2008 novel by Sergio De La Pava

A Naked Singularity is a legal thriller and the debut novel of American author Sergio De La Pava. Originally self-published in 2008 through XLibris, it was commercially re-published in 2012 and subsequently won the PEN Prize for Debut Fiction in 2013.

==Reception==

Literary site The Quarterly Conversation ran a review by Scott Bryan Wilson that called the book "one of the best and most original novels of the decade" and "a towering, impressive work." That review caught the eye of staff at The University of Chicago Press, who signed the book up and published it in paperback in April 2012. The book was named one of the ten best works of fiction of 2012 by The Wall Street Journal. In the Chicago Tribune, Julia Keller wrote, "A Naked Singularity is not about physics.
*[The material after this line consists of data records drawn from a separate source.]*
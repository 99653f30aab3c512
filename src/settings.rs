//! Settings file for `nodectl`.
//!
//! Every section is optional; anything left out falls back to the built-in
//! deployment defaults. Command line flags are applied afterwards.

use anyhow::{Context, Result};
use dispatch::{CommandEntry, CommandTable, ConfigBatch, ConfigKey, Dispatcher, NodeRegistry, Timing};
use link::MqttConfig;
use serde::Deserialize;
use std::path::Path;
use std::time::Duration;

pub const DEFAULT_BROKER_HOST: &str = "fagotto.asterix.cloud";
pub const DEFAULT_BROKER_PORT: u16 = 1317;

#[derive(Debug, Clone, Default, Deserialize)]
#[serde(default, deny_unknown_fields)]
pub struct Settings {
    pub mqtt: MqttSection,
    pub timing: TimingSection,
    pub nodes: Option<Vec<String>>,
    pub commands: Option<Vec<CommandEntry>>,
    pub config_batch: Option<Vec<ConfigKey>>,
}

#[derive(Debug, Clone, Deserialize)]
#[serde(default, deny_unknown_fields)]
pub struct MqttSection {
    pub host: String,
    pub port: u16,
    pub client_id: Option<String>,
    pub username: Option<String>,
    pub password: Option<String>,
    pub keep_alive: u64,
}

impl Default for MqttSection {
    fn default() -> Self {
        Self {
            host: DEFAULT_BROKER_HOST.to_string(),
            port: DEFAULT_BROKER_PORT,
            client_id: None,
            username: None,
            password: None,
            keep_alive: 60,
        }
    }
}

#[derive(Debug, Clone, Deserialize)]
#[serde(default, deny_unknown_fields)]
pub struct TimingSection {
    pub settle_delay_ms: u64,
    pub publish_interval_ms: u64,
    pub connect_timeout_ms: u64,
}

impl Default for TimingSection {
    fn default() -> Self {
        Self { settle_delay_ms: 1000, publish_interval_ms: 1000, connect_timeout_ms: 10_000 }
    }
}

impl Settings {
    pub fn load(path: &Path) -> Result<Self> {
        let content = std::fs::read_to_string(path)
            .with_context(|| format!("Failed to read settings file {}", path.display()))?;
        Self::parse(&content).with_context(|| format!("Failed to parse {}", path.display()))
    }

    pub fn parse(content: &str) -> Result<Self> {
        Ok(toml::from_str(content)?)
    }

    pub fn mqtt_config(&self) -> MqttConfig {
        let defaults = MqttConfig::default();
        MqttConfig {
            broker_host: self.mqtt.host.clone(),
            broker_port: self.mqtt.port,
            client_id: self.mqtt.client_id.clone().unwrap_or(defaults.client_id),
            username: self.mqtt.username.clone(),
            password: self.mqtt.password.clone(),
            keep_alive: self.mqtt.keep_alive,
            clean_session: defaults.clean_session,
        }
    }

    pub fn connect_timeout(&self) -> Duration {
        Duration::from_millis(self.timing.connect_timeout_ms)
    }

    pub fn dispatcher(&self) -> Result<Dispatcher> {
        let registry = match &self.nodes {
            Some(nodes) => NodeRegistry::new(nodes.clone())?,
            None => NodeRegistry::default(),
        };
        let commands = match &self.commands {
            Some(entries) => CommandTable::new(entries.clone())?,
            None => CommandTable::default(),
        };
        let batch = match &self.config_batch {
            Some(keys) => ConfigBatch::new(keys.clone()),
            None => ConfigBatch::default(),
        };
        let timing = Timing {
            settle_delay: Duration::from_millis(self.timing.settle_delay_ms),
            publish_interval: Duration::from_millis(self.timing.publish_interval_ms),
        };
        Ok(Dispatcher::new(registry, commands, batch, timing))
    }
}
It's about the American criminal justice system in a large and chaotic city, a place slowly crushed by hopelessness in the same way that an ancient star is gradually crushed by gravity. . . . It is about a city that teeters on the edge of total collapse and complete disaster, but that has the capacity to right itself (whew!) at the last possible second." A Naked Singularity went on to win the PEN/Robert W. Bingham Prize from PEN as the best debut novel of that year. On February 10, 2014, it was named one of eight books on the shortlist for the inaugural Folio Prize for the best book published in the United Kingdom in 2013.

== Film adaptation==
On 18 December 2018, it was announced that Scott Free Productions will produce a film adaptation. Screenwriter Chase Palmer will make his directorial debut with David Matthews writing the script, Anton distributing, and starring John Boyega as Casi, Olivia Cooke, and Bill Skarsgård. The film, titled Naked Singularity, premiered at the San Francisco International Film Festival on 9 April 2021.